The mommy wars are back too. In the week since that meeting, the cacophony over whether Dati is an icon or a traitor to working women has dominated call-in shows, newspapers and online news sites here. The polling company IFOP found that of the 56% of people who condemned Dati's decision, most were women. Maya Surduts of the National Collective for the Rights of Women called Dati's decision a "scandal," arguing that employers could use it to "put intolerable pressure on women" to cut short their maternity leave enshrined in French law as 16 weeks' paid leave. Florence Montreynaud of the feminist organization Chiennes de Garde (Guard Dogs) likened Dati to women in the 1920s who gave birth on the factory floor for fear of being fired. The hundreds of readers who ranted on the website of the magazine Femme Actuelle the day after Dati's return saw a different problem: many accused the Minister of near-criminal mothering.
Dati is no stranger to media scrutiny. During her 20-month tenure her image has morphed in countless magazine articles from ethnic success story to fashion plate to domineering boss to alleged seductress. "THE SUPER 'BLING BLING,' THAT'S HER!" screamed one reader on the Journal du Dimanche website last Sunday.
But the latest storm is the silliest yet. Dati's climb to power has hardly been easy. One of 12 children her illiterate Algerian mother died young and her Moroccan father raised the family in a housing project on his modest earnings as a construction worker Dati began working at 16, studying at night, and later earned economics and law degrees. As the first person of North-African descent to run a major French Ministry she has proved to be an ambitious fighter. But post-birth, she faced an unenviable decision, says Gwendoline Michaelis, editor in chief of Femme Actuelle's website. "If she had not come back to work, people would say she is a good mother but no good for politics. Now she's seen as not a good mom."

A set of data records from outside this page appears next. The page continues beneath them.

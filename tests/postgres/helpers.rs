//! Shared helpers for `PostgreSQL` integration tests.

use diesel::connection::SimpleConnection;
use diesel::prelude::*;
use eyre::{Result, WrapErr};
use std::time::Duration;
use todo_api::config::DatabaseSettings;
use todo_api::todo::adapters::postgres::{
    BoundedPool, PostgresListRepository, PostgresTaskRepository, TodoPgPool, apply_schema,
    build_pool,
};
use uuid::Uuid;

/// Environment variable naming the database used by these tests.
pub const TEST_DATABASE_URL_ENV: &str = "TODO_API_TEST_DATABASE_URL";

/// A schema created for one test and dropped afterwards.
pub struct TestDatabase {
    base_url: String,
    schema: String,
    raw_pool: TodoPgPool,
    pool: BoundedPool,
}

impl TestDatabase {
    /// Returns the bounded pool scoped to this test's schema.
    pub fn pool(&self) -> &BoundedPool {
        &self.pool
    }

    /// Wraps the schema's pool with a different operation budget.
    pub fn pool_with_budget(&self, budget: Duration) -> BoundedPool {
        BoundedPool::new(self.raw_pool.clone(), budget)
    }

    /// Returns a list repository over this schema.
    pub fn list_repository(&self) -> PostgresListRepository {
        PostgresListRepository::new(self.pool.clone())
    }

    /// Returns a task repository over this schema.
    pub fn task_repository(&self) -> PostgresTaskRepository {
        PostgresTaskRepository::new(self.pool.clone())
    }
}

impl Drop for TestDatabase {
    fn drop(&mut self) {
        if let Ok(mut connection) = PgConnection::establish(&self.base_url) {
            connection
                .batch_execute(&format!("DROP SCHEMA IF EXISTS \"{}\" CASCADE", self.schema))
                .ok();
        }
    }
}

/// Creates a fresh schema with the application tables applied.
///
/// # Errors
///
/// Returns an error if [`TEST_DATABASE_URL_ENV`] is unset, the schema cannot
/// be created, or the pool cannot be built.
pub async fn test_database() -> Result<TestDatabase> {
    let base_url = std::env::var(TEST_DATABASE_URL_ENV)
        .wrap_err_with(|| format!("{TEST_DATABASE_URL_ENV} must name a PostgreSQL database"))?;
    let schema = format!("todo_test_{}", Uuid::new_v4().simple());

    let mut admin = PgConnection::establish(&base_url)?;
    admin.batch_execute(&format!("CREATE SCHEMA \"{schema}\""))?;

    let separator = if base_url.contains('?') { '&' } else { '?' };
    let mut settings = DatabaseSettings::new(format!(
        "{base_url}{separator}options=-csearch_path%3D{schema}"
    ));
    settings.pool_size = 2;
    let budget = settings.operation_timeout;
    let raw_pool = tokio::task::spawn_blocking(move || build_pool(&settings)).await??;
    let pool = BoundedPool::new(raw_pool.clone(), budget);
    apply_schema(&pool).await?;

    Ok(TestDatabase {
        base_url,
        schema,
        raw_pool,
        pool,
    })
}
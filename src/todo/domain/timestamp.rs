//! Timestamp helpers shared by list and task aggregates.

use chrono::{DateTime, SubsecRound, TimeDelta, Utc};
use mockable::Clock;

/// Returns the current time at the precision `PostgreSQL` stores.
pub(super) fn now(clock: &(impl Clock + ?Sized)) -> DateTime<Utc> {
    clock.utc().trunc_subsecs(6)
}

/// Returns a timestamp strictly after `previous`.
///
/// Uses the clock when it has moved past `previous`, otherwise the next
/// representable microsecond.
pub(super) fn advance(
    previous: DateTime<Utc>,
    clock: &(impl Clock + ?Sized),
) -> DateTime<Utc> {
    let current = now(clock);
    if current > previous {
        current
    } else {
        previous + TimeDelta::microseconds(1)
    }
}
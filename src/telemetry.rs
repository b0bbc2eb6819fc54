//! Tracing subscriber installation.

use thiserror::Error;
use tracing_subscriber::{EnvFilter, layer::SubscriberExt, util::SubscriberInitExt};

/// Errors raised while installing the global subscriber.
#[derive(Debug, Error)]
pub enum TelemetryError {
    /// The fallback filter directive could not be parsed.
    #[error("invalid log filter {filter:?}")]
    InvalidFilter {
        /// Rejected directive.
        filter: String,
        /// Parser failure.
        #[source]
        source: tracing_subscriber::filter::ParseError,
    },
    /// A global subscriber was already installed.
    #[error("tracing subscriber already installed")]
    AlreadyInstalled(#[from] tracing_subscriber::util::TryInitError),
}

/// Installs the process-wide tracing subscriber.
///
/// `RUST_LOG` takes precedence; `default_filter` applies when it is unset.
///
/// # Errors
///
/// Returns [`TelemetryError`] when the filter is malformed or a subscriber is
/// already installed.
pub fn init(default_filter: &str) -> Result<(), TelemetryError> {
    let filter = match EnvFilter::try_from_default_env() {
        Ok(filter) => filter,
        Err(_) => EnvFilter::try_new(default_filter).map_err(|source| {
            TelemetryError::InvalidFilter {
                filter: default_filter.to_owned(),
                source,
            }
        })?,
    };

    tracing_subscriber::registry()
        .with(filter)
        .with(tracing_subscriber::fmt::layer())
        .try_init()?;
    Ok(())
}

But the critics have it wrong. The point, surely, should not be the choice Dati made, but the fact that she was able to make a choice. Decades after Western feminists won the battle for maternity rights, we've reached a point where plenty of women are voluntarily forgoing those rights. Sometimes it's because they feel they have to, and it's true that laws designed to protect women have failed to end certain problems. Women's status is eroded by long absences from work, for instance; women still earn less than men about 20% in Germany, Britain and the U.S. Socialist politician Ségolène Royal, mother of four, told the Journal du Dimanche that she took only two weeks' maternity leave while she was Minister of the Environment in 1992, because she "feared being sidelined."
But there are other reasons women keep working and in all the furore over Dati, the possibility that she may have wanted to get back to work has been discounted altogether. Like Dati I came to motherhood late, in 2006, with little idea of how to manage a career while nurturing a new baby. Some friends, and even my own mother, questioned my choices including my decision to resume heading off on far-flung assignments when my son was three months old, leaving him with his more-than-capable father. Yet the choice was mine as it is for many friends and millions of other women who raise their children full-time at home. I never considered any other: not only did I need an income, but I find my career as compelling as mothering.
The ability to make those choices is what separates us and Dati from past eras and from the millions of women in the developing world. Ironically, Dati's choice might help working mothers. On Jan. 12 the French government proposed a new law to offer cabinet ministers temporary replacements during four-month maternity leaves. Great. But it doesn't mean Dati would have stayed away from her job any longer. And nor should it.